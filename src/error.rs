use std::path::PathBuf;
use thiserror::Error;

pub type Result<T> = std::result::Result<T, AnalyticsError>;

#[derive(Error, Debug)]
pub enum AnalyticsError {
    #[error("Data source '{source_name}' not found at {}", path.display())]
    SourceNotFound { source_name: String, path: PathBuf },

    #[error("Preprocessing failed for '{source_name}' at row {row}: {cause}")]
    Preprocessing {
        source_name: String,
        row: usize,
        cause: String,
    },

    #[error("Preprocessing failed for '{source_name}': required column '{column}' is missing")]
    MissingColumn { source_name: String, column: String },

    #[error("Insufficient data for {view}: {rows} row(s), at least {required} required")]
    InsufficientData {
        view: String,
        rows: usize,
        required: usize,
    },

    #[error("Invalid {kind} selection '{value}' (expected one of: {expected})")]
    InvalidSelection {
        kind: &'static str,
        value: String,
        expected: String,
    },

    #[error("Invalid weather situation code: {0} (expected 1-4)")]
    InvalidWeatherCode(u8),

    #[error("Configuration error: {0}")]
    Config(String),

    #[error("File I/O error: {0}")]
    Io(#[from] std::io::Error),

    #[error("CSV parsing error: {0}")]
    Csv(#[from] csv::Error),

    #[error("Date parsing error: {0}")]
    DateParse(#[from] chrono::ParseError),

    #[error("Parquet write error: {0}")]
    Parquet(#[from] parquet::errors::ParquetError),

    #[error("Arrow error: {0}")]
    Arrow(#[from] arrow::error::ArrowError),

    #[error("JSON error: {0}")]
    Json(#[from] serde_json::Error),

    #[error("Configuration load error: {0}")]
    ConfigLoad(#[from] config::ConfigError),

    #[error("Validation error: {0}")]
    Validation(#[from] validator::ValidationErrors),

    #[error("Async task error: {0}")]
    TaskJoin(#[from] tokio::task::JoinError),
}

impl AnalyticsError {
    /// Soft errors only disable the view that raised them.
    pub fn is_fatal(&self) -> bool {
        !matches!(self, AnalyticsError::InsufficientData { .. })
    }

    pub fn insufficient(view: impl Into<String>, rows: usize, required: usize) -> Self {
        AnalyticsError::InsufficientData {
            view: view.into(),
            rows,
            required,
        }
    }

    pub fn preprocessing(source_name: &str, row: usize, cause: impl Into<String>) -> Self {
        AnalyticsError::Preprocessing {
            source_name: source_name.to_string(),
            row,
            cause: cause.into(),
        }
    }
}

#[cfg(test)]
mod tests {
    use super::*;

    #[test]
    fn test_insufficient_data_is_soft() {
        let err = AnalyticsError::insufficient("weather correlation", 1, 2);
        assert!(!err.is_fatal());
        assert_eq!(
            err.to_string(),
            "Insufficient data for weather correlation: 1 row(s), at least 2 required"
        );
    }

    #[test]
    fn test_source_not_found_names_source() {
        let err = AnalyticsError::SourceNotFound {
            source_name: "daily".to_string(),
            path: PathBuf::from("data/day.csv"),
        };
        assert!(err.is_fatal());
        assert!(err.to_string().contains("'daily'"));
        assert!(err.to_string().contains("data/day.csv"));
    }
}
/// Source names used in logs and error messages
pub const DAILY_SOURCE_NAME: &str = "daily";
pub const HOURLY_SOURCE_NAME: &str = "hourly";

/// Default file names
pub const DEFAULT_DAILY_FILE: &str = "day.csv";
pub const DEFAULT_HOURLY_FILE: &str = "hour.csv";
pub const DAILY_PARQUET_FILE: &str = "daily.parquet";
pub const HOURLY_PARQUET_FILE: &str = "hourly.parquet";
pub const CLEANING_REPORT_FILE: &str = "cleaning_report.json";

/// Date format of the `dteday` column
pub const DEFAULT_DATE_FORMAT: &str = "%Y-%m-%d";

/// Environment variable prefix for configuration overrides
pub const ENV_PREFIX: &str = "BIKESHARE";

/// Cell values read as missing, compared case-insensitively
pub const MISSING_VALUE_TOKENS: &[&str] = &["", "na", "n/a", "nan", "null", "none"];

/// Hour-of-day bounds
pub const MAX_HOUR: u8 = 23;

/// Minimum rows for pairwise statistics
pub const MIN_ROWS_FOR_CORRELATION: usize = 2;

/// Processing defaults
pub const DEFAULT_ROW_GROUP_SIZE: usize = 10000;
pub const DEFAULT_BUFFER_SIZE: usize = 8192 * 16; // 128KB

/// Parquet compression options
pub const COMPRESSION_SNAPPY: &str = "snappy";
pub const COMPRESSION_GZIP: &str = "gzip";
pub const COMPRESSION_LZ4: &str = "lz4";
pub const COMPRESSION_ZSTD: &str = "zstd";
pub const COMPRESSION_NONE: &str = "none";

▶ Assigned task
The lines holding the word "path" are the answer. Find them in the entries and copy them.

▶ Exercise solution
use std::path::PathBuf;
    #[error("Data source '{source_name}' not found at {}", path.display())]
    SourceNotFound { source_name: String, path: PathBuf },
            path: PathBuf::from("data/day.csv"),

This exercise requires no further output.